Una sonrisa comenzó a asomar en el rostro de Mary, pero ella la escondió mirando al joven con los ojos entornados, fingiendo estar molesta.
—Me llamo Johnny —dijo él tendiéndole la mano—. Johnny Miracle.
Mary se rio a carcajadas.
—No es posible —dijo—. ¿Miracle?[4]
—Lo sé. ¿Qué puedo decir? Es la cruz que me ha tocado. —Johnny ladeó la cabeza y sonrió con timidez. A Mary le recordó vagamente a Matthew McConaughey; incluso tenía el mismo acento tejano. —¿Eso es un sí al desayuno? Vamos. Me muero de hambre. —Se dio unas palmadas en la tripa desnuda y plana con ambas manos y le guiñó un ojo. Mary notó mariposas en el estómago.
Desayunaron… y pasaron el día juntos… Y, a la mañana siguiente, vieron juntos amanecer desde la playa. Cuando salió el sol, los músicos, los mismos que Mary había visto salir de la playa el día anterior, tocaron una canción en español: «Solamente una vez».[5]
Era un recuerdo mágico.
«Ya ha pasado un año. El tiempo vuela».
Johnny llevaba más o menos una semana comportándose de manera extraña. Nada que Mary pudiera describir con precisión, pero sí percibió que algo ocurría. Los últimos meses no habían pasado tanto tiempo juntos como les habría gustado; Johnny estaba trabajando en Buda con su padre, y Mary, con su abuela, cerca de Fredericksburg, a unos ciento veinte kilómetros. En todo caso, hablaban casi a diario por teléfono, se veían la mayoría de los fines de semana y, últimamente, ya estaban juntos a menudo. Esa noche iba en línea con aquella rutina; viernes por la noche, hora de salir.
Sonó el timbre. Mary se miró en el espejo y abrió la puerta. Sonrió.
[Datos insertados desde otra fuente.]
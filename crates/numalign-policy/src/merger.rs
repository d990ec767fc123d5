//! Hint merging — reduce permutations and pick the best candidate.
//!
//! Each permutation is reduced to one hint: the intersection of all its
//! masks, preferred only if every hint in it is preferred. Candidates are
//! then folded left to right into a running best, starting from the
//! unsatisfiable hint `{empty, preferred: false}`.

use numalign_core::{NumaNodes, TopologyHint};
use tracing::{debug, trace};

use crate::permutation::Permutations;

/// Result of a merge, with enumeration statistics.
#[derive(Debug, Clone, Copy, PartialEq, Eq)]
pub struct MergeOutcome {
    /// Best merged hint, or the unsatisfiable hint if no candidate won.
    pub best: TopologyHint,
    /// Permutations enumerated.
    pub examined: usize,
    /// Permutations that passed the policy filter.
    pub retained: usize,
}

/// Reduce one permutation to a single hint.
///
/// The empty permutation reduces to the unconstrained hint.
pub fn merge_permutation(nodes: &NumaNodes, permutation: &[TopologyHint]) -> TopologyHint {
    permutation
        .iter()
        .fold(TopologyHint::unconstrained(nodes), |acc, hint| {
            TopologyHint::new(
                acc.affinity.intersect(&hint.affinity),
                acc.preferred && hint.preferred,
            )
        })
}

/// Whether `candidate` replaces `best` as the running best.
///
/// An empty affinity never wins. Otherwise preferred beats non-preferred,
/// and at equal preference the strictly narrower mask wins. Exact ties
/// keep the earlier hint.
pub fn is_better(candidate: &TopologyHint, best: &TopologyHint) -> bool {
    if candidate.affinity.is_empty() {
        return false;
    }
    if best.affinity.is_empty() {
        return true;
    }
    if candidate.preferred != best.preferred {
        return candidate.preferred;
    }
    candidate.affinity.is_narrower_than(&best.affinity)
}

/// Enumerate every permutation of `lists`, keep those accepted by
/// `keep`, and return the best merged hint.
///
/// # Panics
///
/// Panics if no permutation exists, which normalized hint lists never
/// allow.
pub fn merge_hints<F>(nodes: &NumaNodes, lists: &[Vec<TopologyHint>], keep: F) -> MergeOutcome
where
    F: Fn(&TopologyHint) -> bool,
{
    let outcome = Permutations::new(lists)
        .map(|permutation| merge_permutation(nodes, &permutation))
        .fold(
            MergeOutcome {
                best: TopologyHint::unsatisfiable(),
                examined: 0,
                retained: 0,
            },
            |mut outcome, candidate| {
                outcome.examined += 1;
                if !keep(&candidate) {
                    trace!(candidate = %candidate, "candidate filtered out");
                    return outcome;
                }
                outcome.retained += 1;
                if is_better(&candidate, &outcome.best) {
                    debug!(
                        candidate = %candidate,
                        previous = %outcome.best,
                        "new best merged hint"
                    );
                    outcome.best = candidate;
                }
                outcome
            },
        );

    assert!(
        outcome.examined > 0,
        "hint merge enumerated no permutations; a hint list was not normalized"
    );

    debug!(
        resources = lists.len(),
        examined = outcome.examined,
        retained = outcome.retained,
        best = %outcome.best,
        "merged topology hints"
    );
    outcome
}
—Hola, preciosa —dijo. Johnny llevaba pantalones caqui, mocasines y una bonita camisa Oxford azul metida por dentro del pantalón y con las mangas arremangadas. Más formal de lo habitual en él.
Dos horas más tarde, estaba sentada con Johnny en un coche de caballos. La cena había sido increíble. Compartieron una botella de vino y se saltaron el postre. El paseo en coche de caballos había sido idea de Johnny. El tiempo empezaba a mejorar, todavía no había llegado el verano, pero el gélido invierno parecía haber quedado atrás.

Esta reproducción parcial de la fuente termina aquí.